The same was later buttressed by Bramwell, LJ in Tildesley v Harper (1878), 10 Ch.D. at p.296 stated as under:
“My practice has always been to give leave to amend unless I have been satisfied that the party applying was acting mala fide, or that, by his blunder he has done some injury to his opponent which could not be compensated by costs or otherwise.”

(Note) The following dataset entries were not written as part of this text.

//! Deserializable shape of a configuration document.

use indexmap::IndexMap;
use serde::Deserialize;

/// A full configuration document: `entities`, `variables`,
/// `systems_definitions`, matching the canonical language-neutral shape.
#[derive(Debug, Clone, Deserialize)]
pub struct ConfigDocument {
    /// Entity name → the variable names attached to it, in declaration
    /// order.
    pub entities: IndexMap<String, Vec<String>>,
    /// Variable name → `{componentAttr → initialValueOrCallable}`.
    pub variables: IndexMap<String, IndexMap<String, serde_json::Value>>,
    /// Variable name → ordered list of operator templates.
    #[serde(default)]
    pub systems_definitions: IndexMap<String, Vec<OperatorTemplate>>,
}

/// One operator template, as it appears under `systems_definitions`.
#[derive(Debug, Clone, Deserialize)]
pub struct OperatorTemplate {
    /// `LHS = RHS`, or the literal `"blank"`. `{entity}`/`{world_entity}`
    /// tokens are substituted at render time.
    #[serde(default)]
    pub formula: String,
    /// Explicit id override; otherwise assigned positionally.
    pub id: Option<String>,
    /// Declarative history filter, values possibly naming state keys.
    pub query: Option<IndexMap<String, serde_json::Value>>,
    /// `true`/`false`, or a string expression re-evaluated every step.
    pub use_lm: Option<serde_json::Value>,
    /// Literal successor id, or a conditional `A if cond else B` string.
    pub next: Option<String>,
    /// Every other key (`visibility`, `for_summary`, `experience`,
    /// `prompt`, arbitrary tags) flows through untouched as metadata.
    #[serde(flatten)]
    pub extra: IndexMap<String, serde_json::Value>,
}
//! Driver error taxonomy.

use thiserror::Error;

/// Errors that can escape [`crate::StepDriver::step`].
#[non_exhaustive]
#[derive(Debug, Error)]
pub enum DriverError {
    /// Cancellation was requested before this step started. The current
    /// step is discarded; state and history remain at the last completed
    /// step.
    #[error("cancellation requested")]
    CancelRequested,

    /// `next` (or the operator looked up for the next step) does not name
    /// a compiled operator.
    #[error("unknown operator id: {0}")]
    UnknownOperator(String),

    /// A [`sse_runner::RunnerError`] escaped the Runner's own recovery —
    /// only a sampler transport surrender reaches here.
    #[error(transparent)]
    Runner(#[from] sse_runner::RunnerError),
}
//! The append-only history store.

use sse_core::HistoryStep;

/// Append-only log of `(state snapshot, output lines, operator id)`
/// triples. Owned exclusively by the Step Driver — no other writer
/// exists, and no step is ever mutated after it is appended.
#[derive(Debug, Default)]
pub struct HistoryStore {
    steps: Vec<HistoryStep>,
}

impl HistoryStore {
    /// An empty store.
    pub fn new() -> Self {
        Self { steps: Vec::new() }
    }

    /// Append a step. The step's `state` must already be a defensive copy
    /// — this store never clones on your behalf.
    pub fn push(&mut self, step: HistoryStep) {
        self.steps.push(step);
    }

    /// All steps in append order.
    pub fn steps(&self) -> &[HistoryStep] {
        &self.steps
    }

    /// Number of steps recorded.
    pub fn len(&self) -> usize {
        self.steps.len()
    }

    /// Whether no steps have been recorded yet.
    pub fn is_empty(&self) -> bool {
        self.steps.is_empty()
    }

    /// `queryHistory(history, **filters) -> string`: a newline-joined
    /// concatenation of output lines from steps whose state matches every
    /// `(key, value)` filter, ending with exactly one trailing newline.
    /// Returns the empty string for an empty history or no matches.
    pub fn query(&self, filters: &[(&str, sse_core::Value)]) -> String {
        let mut lines = Vec::new();
        for step in &self.steps {
            let matches = filters.iter().all(|(k, v)| match step.state.get(k) {
                Some(actual) => match v {
                    sse_core::Value::List(candidates) => candidates.contains(&actual),
                    other => &actual == other,
                },
                None => false,
            });
            if matches {
                lines.extend(step.output.iter().cloned());
            }
        }
        if lines.is_empty() {
            return String::new();
        }
        let joined = lines.join("\n");
        format!("{}\n", joined.trim_end_matches('\n'))
    }
}

#[cfg(test)]
mod tests {
    use super::*;
    use sse_core::{State, Value};

    #[test]
    fn empty_history_queries_to_empty_string() {
        let store = HistoryStore::new();
        assert_eq!(store.query(&[("all", Value::Bool(true))]), "");
    }

    #[test]
    fn query_all_concatenates_every_output_line() {
        let mut store = HistoryStore::new();
        for i in 0..3 {
            let state = State::new();
            store.push(HistoryStep::new(state, vec![format!("line{i}")], format!("op{i}")));
        }
        assert_eq!(store.query(&[]), "line0\nline1\nline2\n");
    }

    #[test]
    fn query_filters_by_tag() {
        let mut store = HistoryStore::new();
        for i in 0..4 {
            let state = State::new();
            state.set("for_summary", Value::Str(if i % 2 == 0 { "Yes" } else { "No" }.into()));
            store.push(HistoryStep::new(state, vec![format!("line{i}")], format!("op{i}")));
        }
        let result = store.query(&[("for_summary", Value::Str("Yes".into()))]);
        assert_eq!(result, "line0\nline2\n");
    }
}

In Budding v. Murdoch (1875) 1 Ch.D at p.42, it was stated that the court will not refuse to allow an amendment simply because it introduces a new issue or case; in Ma Shwe Mya v. Maung Po Hnaung (1921), 48 I.A. 214, 48 Cal.832 the court said that the is no power to enable one distinct cause of action to be substituted with another, nor to change by means of amendment, the subject matter of the suit; in Raleigh v. Goschen, (1898) 1 Ch.73 it was also postulated that the court would refuse to grant leave to amend where the amendment would change the action into one of substantially different character. In Weldon v. Neal (1887). 19 Q.B. D, 394 and Hilton v Sutton Steam Laundry, (1946) K.B, 65; (1945) 2 ALL E.R. 425, (Crawshaw, J.A, Forbes. V.P and Gould, J.A unanimously agreed); it was also asserted that where the amendment would prejudice the rights of the opposite party existing at the date of the proposing amendment, for instance by depriving his of a defence of limitation accrued since the issue of the writ.

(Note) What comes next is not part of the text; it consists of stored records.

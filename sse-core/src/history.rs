//! The append-only history record.

use crate::state::State;

/// `{state snapshot, output lines, operator id}`, appended after each
/// operator runs. The snapshot is a defensive copy — later mutations to
/// the live state never alter a `HistoryStep` already yielded.
#[derive(Debug, Clone)]
pub struct HistoryStep {
    /// The state immediately after this operator ran, defensively copied.
    pub state: State,
    /// The formatted assignment line(s) this operator produced, optionally
    /// suffixed with ` # sampled` or ` # fallback`.
    pub output: Vec<String>,
    /// The id of the operator that produced this step.
    pub operator_id: String,
}

impl HistoryStep {
    /// Build a new history step.
    pub fn new(state: State, output: Vec<String>, operator_id: impl Into<String>) -> Self {
        Self {
            state,
            output,
            operator_id: operator_id.into(),
        }
    }
}
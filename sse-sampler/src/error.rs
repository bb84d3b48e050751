//! Errors from the Sampler Oracle boundary.

use thiserror::Error;

/// Errors a [`crate::Sampler`] implementation can surface.
#[non_exhaustive]
#[derive(Debug, Error)]
pub enum SamplerError {
    /// The HTTP/transport call to the model provider failed.
    #[error("transport error: {0}")]
    Transport(String),

    /// The provider rejected the request (bad model name, malformed payload).
    #[error("request rejected: {0}")]
    Rejected(String),

    /// The provider's response could not be parsed into a completion string.
    #[error("invalid response: {0}")]
    InvalidResponse(String),

    /// The model identifier did not match any known provider prefix.
    #[error("no provider registered for model {0:?}")]
    UnknownModel(String),

    /// Catch-all for errors that don't fit the named variants.
    #[error(transparent)]
    Other(#[from] Box<dyn std::error::Error + Send + Sync>),
}

impl SamplerError {
    /// Whether retrying the same request might succeed. Mirrors the
    /// Runner's own attempt loop, which retries on any sampler error, but
    /// lets callers short-circuit on non-retryable ones instead.
    pub fn is_retryable(&self) -> bool {
        !matches!(self, SamplerError::UnknownModel(_))
    }
}
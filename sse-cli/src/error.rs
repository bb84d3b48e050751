//! Top-level error type for the CLI binary.

use thiserror::Error;

/// Everything that can send the CLI to a non-zero exit.
#[derive(Debug, Error)]
pub enum CliError {
    /// Could not read the configuration file from disk.
    #[error("failed to read config file `{path}`: {source}")]
    ReadConfig {
        /// The path that was requested.
        path: String,
        /// The underlying I/O failure.
        #[source]
        source: std::io::Error,
    },

    /// The configuration file was not valid JSON or didn't match the
    /// `ConfigDocument` shape.
    #[error("failed to parse config file `{path}`: {source}")]
    ParseConfig {
        /// The path that was requested.
        path: String,
        /// The underlying JSON failure.
        #[source]
        source: serde_json::Error,
    },

    /// Compiling or stepping the simulation failed.
    #[error(transparent)]
    Simulation(#[from] sse::SimulationError),

    /// A `--model` value didn't match a known provider prefix and no
    /// adapter could be selected.
    #[error("no sampler available for model `{0}` (expected a `gpt-` or `claude-` prefix, or omit --live)")]
    UnknownModelPrefix(String),

    /// Writing the result snapshot failed.
    #[error("failed to write snapshot `{path}`: {source}")]
    WriteSnapshot {
        /// The path that was written to.
        path: String,
        /// The underlying I/O failure.
        #[source]
        source: std::io::Error,
    },
}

Further, in the case of Simonian v Johar, (1962) EA.336 (K.), the court approved amendment to a plaint which raised new causes of action because they were not of a different character from or foreign to or inconsistent with the original cause of action but stemmed from the same transaction. A wider footage on the same issue was given in a more recent case of Ochieng and Others v First National Bank of Chicago Civil Appeal Number 147 of 1991the court of Appeal clearly set out the principles under which Courts may grant leave to amend the pleadings. The same is as follows:
a) the power of the court to allow amendments is intended to determine the true substantive merits of the case;
b) the amendments should be timeously applied for;
c) power to amend can be exercised by the court at any stage of the proceedings;
d) that as a general rule however late the amendment is sought to be made it should be allowed if made in good faith provided costs can compensate the other side;
e) the plaintiff will not be allowed to reframe his case or his claim if by an amendment of the plaint the defendant would be deprived of his right to rely on limitations Act subject however to powers of the court to still allow and amendment notwithstanding the expiry of current period of limitation.

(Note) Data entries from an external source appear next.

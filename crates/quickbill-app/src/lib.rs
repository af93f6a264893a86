// Copyright 2026 Phillip Cloud
// Licensed under the Apache License, Version 2.0

pub mod forms;
pub mod ids;
pub mod ledger;
pub mod model;
pub mod state;

pub use forms::*;
pub use ids::*;
pub use ledger::*;
pub use model::*;
pub use state::*;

The above mentioned parameters are not exhaustive as far as the grant of leave to ament plaints is concerned. What that means is that the court has a very wide berth in granting leave to amend. I have considered the application and do find that the applicant has satisfied this court that there is need to amend pleadings (Plaint) to bring out the best cause of cause of action and the plea of limitation of time cannot cause the court to deny a party the opportunity to amend pleadings. The Respondent has not demonstrated that any prejudice will be occasioned if the plaint is amended and that he cannot be compensated with costs. I do grant prayer 2 of the Notice of Motion. I do decline to grant prayer 3 as the applicant has not demonstrated that the defendant is in contempt of court order.
DATED, SIGNED AND DELIVERED AT KISUMU THIS 2nd DAY OF DECEMBER, 2021
ANTONY OMBWAYO
JUDGE
This Ruling has been delivered to the parties by electronic mail due to measures restricting court operations due to the COVID-19 pandemic and in the light of the directions issued by his Lordship, the Chief Justice on 15th March 2020.